Tra l’altro, il “fratello di sangue” – nella saga di Gengis Khan – è detto anda, ed era Jamuqa, fratello ed insieme rivale, come Romolo e Remo, ma fratello di sangue, non di carne. Jamuqa, superato dal suo anda Temujìn – futuro Gengis Khan – in ogni cosa, fu alla fine perdonato da Temujìn stesso, per quegli atti, a volte incomprensibili, di magnanimità che lo prendevano, “in nome dei vecchi tempi”, come suol dirsi. Ma Jamuqa non volle. Chiese di essere ucciso, cosicché il suo “spirito” – = l’anima vitale – sarebbe divenuta il protettore del futuro Gran Khan “Mare” od “Oceano” (Dengiz, o deniz nel turco di oggi, “Qara Denizi” = Mar Nero, o, in mongolo, “Dalai”). Gengis Khan, a malincuore, piangendo – ed è davvero difficile, a tanto tempo di distanza, sapere se fosse sincero o calcolata “ipocrisia”[8] –, accetta di far uccidere Jamuqa. Sempre Gengis Khan – la potremmo chiamare la sua “fixe” – cercava un avallo “giuridico” al suo agire. Sempre. Dunque sincero ed anche, al tempo stesso, un consumato politico. Tutto questo si avvicinerebbe di più alla realtà dei fatti. Spietato, ma generoso. Sincero, ma simulatore, al tempo stesso.

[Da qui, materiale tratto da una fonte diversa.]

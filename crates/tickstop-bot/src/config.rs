//! Application configuration.
//!
//! Trigger parameters and credentials come from the command line. Connection
//! tuning comes from an optional TOML file; every field has a default.

use crate::error::{AppError, AppResult};
use clap::Parser;
use serde::{Deserialize, Serialize};
use std::fmt;
use tickstop_core::{Instrument, OrderSide, Price, Size};
use tickstop_rest::{LimitOrder, DEFAULT_REST_URL};
use tickstop_ws::connection::DEFAULT_WS_URL;
use tickstop_ws::ConnectionConfig;

/// Env var consulted when `--config` is not given.
pub const CONFIG_ENV: &str = "TICKSTOP_CONFIG";

/// Depth-feed stop-limit trigger
#[derive(Parser, Debug, Clone)]
#[command(name = "tickstop", version, about, long_about = None)]
pub struct CliArgs {
    /// API access key
    #[arg(long)]
    pub api_key: String,

    /// API secret key
    #[arg(long)]
    pub api_secret: String,

    /// Market as base_quote, e.g. zrx_btc
    #[arg(long)]
    pub market: String,

    /// Best price that fires the order
    #[arg(long)]
    pub stop_price: String,

    /// Limit price of the fired order
    #[arg(long)]
    pub limit_price: String,

    /// Order amount in base currency
    #[arg(long)]
    pub amount: String,

    /// buy or sell
    #[arg(long)]
    pub order_side: String,

    /// Connection settings file (can also be set via TICKSTOP_CONFIG env var)
    #[arg(short, long)]
    pub config: Option<String>,
}

/// API credentials.
#[derive(Clone)]
pub struct Credentials {
    pub api_key: String,
    pub api_secret: String,
}

impl fmt::Debug for Credentials {
    fn fmt(&self, f: &mut fmt::Formatter<'_>) -> fmt::Result {
        f.debug_struct("Credentials")
            .field("api_key", &self.api_key)
            .field("api_secret", &"<redacted>")
            .finish()
    }
}

/// What to watch and what to fire.
#[derive(Debug, Clone, PartialEq, Eq)]
pub struct TriggerParams {
    pub instrument: Instrument,
    pub side: OrderSide,
    pub stop_price: Price,
    pub limit_price: Price,
    pub amount: Size,
}

impl TriggerParams {
    /// The order placed once the stop is reached.
    pub fn limit_order(&self) -> LimitOrder {
        LimitOrder {
            instrument: self.instrument.clone(),
            side: self.side,
            price: self.limit_price,
            amount: self.amount,
        }
    }
}

/// WebSocket tuning.
#[derive(Debug, Clone, Serialize, Deserialize)]
pub struct WsSettings {
    #[serde(default = "default_ws_url")]
    pub url: String,
    /// Keepalive ping interval (ms). Default: 5,000.
    #[serde(default = "default_ping_interval_ms")]
    pub ping_interval_ms: u64,
    /// Read inactivity timeout (ms). Default: 1,800,000 (30 minutes).
    #[serde(default = "default_inactivity_timeout_ms")]
    pub inactivity_timeout_ms: u64,
    /// Write and handshake timeout (ms). Default: 20,000.
    #[serde(default = "default_write_timeout_ms")]
    pub write_timeout_ms: u64,
    /// Delay between connect attempts (ms). Default: 5,000.
    #[serde(default = "default_reconnect_delay_ms")]
    pub reconnect_delay_ms: u64,
    /// Levels per side diffed from each snapshot. Default: 5.
    #[serde(default = "default_depth")]
    pub depth: usize,
    /// Per-instrument snapshot queue. Default: 100.
    #[serde(default = "default_handler_queue")]
    pub handler_queue: usize,
    /// Subscribe/status command queue. Default: 1,000.
    #[serde(default = "default_command_queue")]
    pub command_queue: usize,
}

fn default_ws_url() -> String {
    DEFAULT_WS_URL.to_string()
}

fn default_ping_interval_ms() -> u64 {
    5_000
}

fn default_inactivity_timeout_ms() -> u64 {
    1_800_000
}

fn default_write_timeout_ms() -> u64 {
    20_000
}

fn default_reconnect_delay_ms() -> u64 {
    5_000
}

fn default_depth() -> usize {
    tickstop_core::DEFAULT_DEPTH
}

fn default_handler_queue() -> usize {
    100
}

fn default_command_queue() -> usize {
    1_000
}

impl Default for WsSettings {
    fn default() -> Self {
        Self {
            url: default_ws_url(),
            ping_interval_ms: default_ping_interval_ms(),
            inactivity_timeout_ms: default_inactivity_timeout_ms(),
            write_timeout_ms: default_write_timeout_ms(),
            reconnect_delay_ms: default_reconnect_delay_ms(),
            depth: default_depth(),
            handler_queue: default_handler_queue(),
            command_queue: default_command_queue(),
        }
    }
}

impl From<WsSettings> for ConnectionConfig {
    fn from(cfg: WsSettings) -> Self {
        Self {
            url: cfg.url,
            ping_interval_ms: cfg.ping_interval_ms,
            inactivity_timeout_ms: cfg.inactivity_timeout_ms,
            write_timeout_ms: cfg.write_timeout_ms,
            reconnect_delay_ms: cfg.reconnect_delay_ms,
            depth: cfg.depth,
            handler_queue: cfg.handler_queue,
            command_queue: cfg.command_queue,
        }
    }
}

/// Everything tunable from the settings file.
#[derive(Debug, Clone, Serialize, Deserialize)]
pub struct ConnectionSettings {
    #[serde(default)]
    pub ws: WsSettings,
    #[serde(default = "default_rest_url")]
    pub rest_url: String,
    /// Book-order event queue between handlers and the trigger. Default: 10,000.
    #[serde(default = "default_event_queue")]
    pub event_queue: usize,
    /// Levels per side kept by the book projection. Default: 10.
    #[serde(default = "default_book_capacity")]
    pub book_capacity: usize,
}

fn default_rest_url() -> String {
    DEFAULT_REST_URL.to_string()
}

fn default_event_queue() -> usize {
    10_000
}

fn default_book_capacity() -> usize {
    tickstop_feed::DEFAULT_BOOK_CAPACITY
}

impl Default for ConnectionSettings {
    fn default() -> Self {
        Self {
            ws: WsSettings::default(),
            rest_url: default_rest_url(),
            event_queue: default_event_queue(),
            book_capacity: default_book_capacity(),
        }
    }
}

impl ConnectionSettings {
    /// Load settings from a TOML file.
    pub fn from_file(path: &str) -> AppResult<Self> {
        let content = std::fs::read_to_string(path)
            .map_err(|e| AppError::Config(format!("Failed to read config {path}: {e}")))?;
        Self::from_toml(&content)
    }

    pub fn from_toml(content: &str) -> AppResult<Self> {
        let settings: Self = toml::from_str(content)
            .map_err(|e| AppError::Config(format!("Failed to parse config: {e}")))?;
        settings.validate()?;
        Ok(settings)
    }

    pub fn validate(&self) -> AppResult<()> {
        if !(self.ws.url.starts_with("ws://") || self.ws.url.starts_with("wss://")) {
            return Err(AppError::Config(format!(
                "ws.url must start with ws:// or wss://, got {}",
                self.ws.url
            )));
        }
        if !(self.rest_url.starts_with("http://") || self.rest_url.starts_with("https://")) {
            return Err(AppError::Config(format!(
                "rest_url must start with http:// or https://, got {}",
                self.rest_url
            )));
        }
        let counts = [
            ("ws.ping_interval_ms", self.ws.ping_interval_ms as usize),
            ("ws.inactivity_timeout_ms", self.ws.inactivity_timeout_ms as usize),
            ("ws.write_timeout_ms", self.ws.write_timeout_ms as usize),
            ("ws.reconnect_delay_ms", self.ws.reconnect_delay_ms as usize),
            ("ws.depth", self.ws.depth),
            ("ws.handler_queue", self.ws.handler_queue),
            ("ws.command_queue", self.ws.command_queue),
            ("event_queue", self.event_queue),
            ("book_capacity", self.book_capacity),
        ];
        if let Some((name, _)) = counts.iter().find(|(_, value)| *value == 0) {
            return Err(AppError::Config(format!("{name} must be greater than zero")));
        }
        Ok(())
    }
}

/// Fully validated configuration.
#[derive(Debug, Clone)]
pub struct AppConfig {
    pub credentials: Credentials,
    pub trigger: TriggerParams,
    pub settings: ConnectionSettings,
}

impl AppConfig {
    /// Validate the command line and load connection settings.
    ///
    /// Settings path: `--config` > `env_path` > built-in defaults.
    pub fn from_cli(args: &CliArgs, env_path: Option<&str>) -> AppResult<Self> {
        let credentials = Credentials {
            api_key: non_empty("api-key", &args.api_key)?,
            api_secret: non_empty("api-secret", &args.api_secret)?,
        };

        let instrument: Instrument = args.market.parse()?;
        let side: OrderSide = args.order_side.parse()?;
        let trigger = TriggerParams {
            instrument,
            side,
            stop_price: parse_price("stop-price", &args.stop_price)?,
            limit_price: parse_price("limit-price", &args.limit_price)?,
            amount: parse_size("amount", &args.amount)?,
        };

        let settings = match args.config.as_deref().or(env_path) {
            Some(path) => ConnectionSettings::from_file(path)?,
            None => ConnectionSettings::default(),
        };

        Ok(Self {
            credentials,
            trigger,
            settings,
        })
    }

    pub fn connection_config(&self) -> ConnectionConfig {
        self.settings.ws.clone().into()
    }
}

fn non_empty(name: &str, value: &str) -> AppResult<String> {
    let value = value.trim();
    if value.is_empty() {
        return Err(AppError::Config(format!("--{name} must not be empty")));
    }
    Ok(value.to_string())
}

fn parse_price(name: &str, value: &str) -> AppResult<Price> {
    let price: Price = value
        .parse()
        .map_err(|e| AppError::Config(format!("--{name} {value}: {e}")))?;
    if !price.is_positive() {
        return Err(AppError::Config(format!(
            "--{name} must be positive, got {value}"
        )));
    }
    Ok(price)
}

fn parse_size(name: &str, value: &str) -> AppResult<Size> {
    let size: Size = value
        .parse()
        .map_err(|e| AppError::Config(format!("--{name} {value}: {e}")))?;
    if !size.is_positive() {
        return Err(AppError::Config(format!(
            "--{name} must be positive, got {value}"
        )));
    }
    Ok(size)
}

Ma ecco il punto: quest’ultimo (Jamuqa), però, non vuole che il suo sangue sia sparso, e Temujìn accetta questa richiesta, perché conosce tali usanze.

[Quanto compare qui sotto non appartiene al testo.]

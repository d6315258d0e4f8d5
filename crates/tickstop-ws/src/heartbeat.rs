//! Keepalive bookkeeping for the streaming connection.
//!
//! Tracks when data last arrived and the ping/pong exchange. The
//! connection manager sends a ping on every keepalive tick and treats a
//! read gap longer than the inactivity timeout as a stalled feed.

use std::time::Duration;
use tokio::time::Instant;
use tracing::debug;

#[derive(Debug)]
pub struct Keepalive {
    ping_interval: Duration,
    inactivity_timeout: Duration,
    last_message: Instant,
    last_ping: Option<Instant>,
    last_pong: Option<Instant>,
    pings_sent: u64,
}

impl Keepalive {
    pub fn new(ping_interval: Duration, inactivity_timeout: Duration) -> Self {
        Self {
            ping_interval,
            inactivity_timeout,
            last_message: Instant::now(),
            last_ping: None,
            last_pong: None,
            pings_sent: 0,
        }
    }

    /// Reset on a fresh connection.
    pub fn reset(&mut self) {
        self.last_message = Instant::now();
        self.last_ping = None;
        self.last_pong = None;
    }

    pub fn ping_interval(&self) -> Duration {
        self.ping_interval
    }

    pub fn inactivity_timeout(&self) -> Duration {
        self.inactivity_timeout
    }

    /// Any inbound frame proves the connection is alive.
    pub fn record_message(&mut self) {
        self.last_message = Instant::now();
    }

    pub fn record_ping(&mut self) {
        self.last_ping = Some(Instant::now());
        self.pings_sent += 1;
    }

    pub fn record_pong(&mut self) {
        let now = Instant::now();
        self.last_pong = Some(now);
        if let Some(ping) = self.last_ping {
            debug!(rtt_ms = now.saturating_duration_since(ping).as_millis() as u64, "Pong received");
        }
    }

    /// Instant after which the feed counts as stalled.
    pub fn read_deadline(&self) -> Instant {
        self.last_message + self.inactivity_timeout
    }

    pub fn is_stalled(&self, now: Instant) -> bool {
        now >= self.read_deadline()
    }

    pub fn stats(&self) -> KeepaliveStats {
        let now = Instant::now();
        KeepaliveStats {
            pings_sent: self.pings_sent,
            since_last_message: now.saturating_duration_since(self.last_message),
            since_last_pong: self
                .last_pong
                .map(|pong| now.saturating_duration_since(pong)),
        }
    }
}

#[derive(Debug, Clone, Copy, PartialEq, Eq)]
pub struct KeepaliveStats {
    pub pings_sent: u64,
    pub since_last_message: Duration,
    pub since_last_pong: Option<Duration>,
}

#[cfg(test)]
mod tests {
    use super::*;

    #[tokio::test(start_paused = true)]
    async fn test_stall_after_inactivity_timeout() {
        let keepalive = Keepalive::new(Duration::from_secs(5), Duration::from_secs(30));
        assert!(!keepalive.is_stalled(Instant::now()));

        tokio::time::advance(Duration::from_secs(31)).await;
        assert!(keepalive.is_stalled(Instant::now()));
    }

    #[tokio::test(start_paused = true)]
    async fn test_message_pushes_deadline() {
        let mut keepalive = Keepalive::new(Duration::from_secs(5), Duration::from_secs(30));
        tokio::time::advance(Duration::from_secs(20)).await;
        keepalive.record_message();
        tokio::time::advance(Duration::from_secs(20)).await;

        assert!(!keepalive.is_stalled(Instant::now()));
        assert_eq!(keepalive.stats().since_last_message, Duration::from_secs(20));
    }

    #[tokio::test(start_paused = true)]
    async fn test_ping_pong_stats() {
        let mut keepalive = Keepalive::new(Duration::from_secs(5), Duration::from_secs(30));
        assert_eq!(keepalive.stats().since_last_pong, None);

        keepalive.record_ping();
        keepalive.record_pong();
        keepalive.reset();

        let stats = keepalive.stats();
        assert_eq!(stats.pings_sent, 1);
        assert_eq!(stats.since_last_pong, None);
    }
}
//! Depth-feed WebSocket session for tickstop.
//!
//! One task owns the streaming connection and everything attached to it:
//! - Connection lifecycle with fixed-delay reconnect and resubscription
//! - Keepalive pings and stalled-feed detection
//! - Gzip frame decoding and message classification
//! - Subscription bookkeeping (request ids, acknowledged channels)
//! - Routing of depth snapshots to per-instrument update handlers
//!
//! Callers talk to the session through a cloneable [`SessionHandle`].

pub mod codec;
pub mod connection;
pub mod error;
pub mod heartbeat;
pub mod message;
pub mod subscription;

pub use connection::{
    ConnectionConfig, ConnectionManager, ConnectionState, SessionHandle, SessionStatus,
};
pub use error::{WsError, WsResult};
pub use message::{DepthUpdate, ErrorFrame, InboundFrame, SubscribeAck, SubscribeRequest};
pub use subscription::{AckOutcome, SubscriptionBook};

use std::sync::Once;

static INIT_CRYPTO: Once = Once::new();

/// Initialize the TLS crypto provider.
/// Must be called before any WebSocket connections are made.
pub fn init_crypto() {
    INIT_CRYPTO.call_once(|| {
        let _ = rustls::crypto::ring::default_provider().install_default();
    });
}
//! Price-level diff between two snapshots of one book side.

use std::collections::HashMap;
use tickstop_core::PriceLevel;

/// Compare two ranked level lists.
///
/// Returns `(removed, added)`:
/// - a price present in `old` but not in `new` is removed (old size)
/// - a price present in both with a different size is added (new size)
/// - a price only in `new` is added
///
/// Prices are matched on their fixed-precision key, so `1.5` and `1.50`
/// are the same level. `removed` follows `old` order, `added` follows
/// `new` order.
pub fn diff(old: &[PriceLevel], new: &[PriceLevel]) -> (Vec<PriceLevel>, Vec<PriceLevel>) {
    if old == new {
        return (Vec::new(), Vec::new());
    }

    let mut lookup: HashMap<String, PriceLevel> =
        new.iter().map(|level| (level.price.key(), *level)).collect();

    let mut removed = Vec::new();
    for level in old {
        let key = level.price.key();
        match lookup.get(&key) {
            None => removed.push(*level),
            Some(current) if current.size == level.size => {
                lookup.remove(&key);
            }
            Some(_) => {}
        }
    }

    let added = new
        .iter()
        .filter_map(|level| lookup.remove(&level.price.key()))
        .collect();

    (removed, added)
}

“Chiamuka [Jamuqa] fu dunque messo a morte. Poiché si riteneva che l’anima risiedesse nel sangue, la consuetudine imponeva che un principe a cui fossero resi gli onori non fosse scorticato. Secondo la cronaca, Chiamuka sarebbe stato soffocato in una coltre [calpestata dai cavalli]. […] Dal principio alla fine dei loro destini incrociati Temucin [Temujìn] e Chiamuka sono stati probabilmente segnati dalla stranezza dei loro rapporti, dove amicizia e inimicizia hanno continuamente suonato partiture discordi.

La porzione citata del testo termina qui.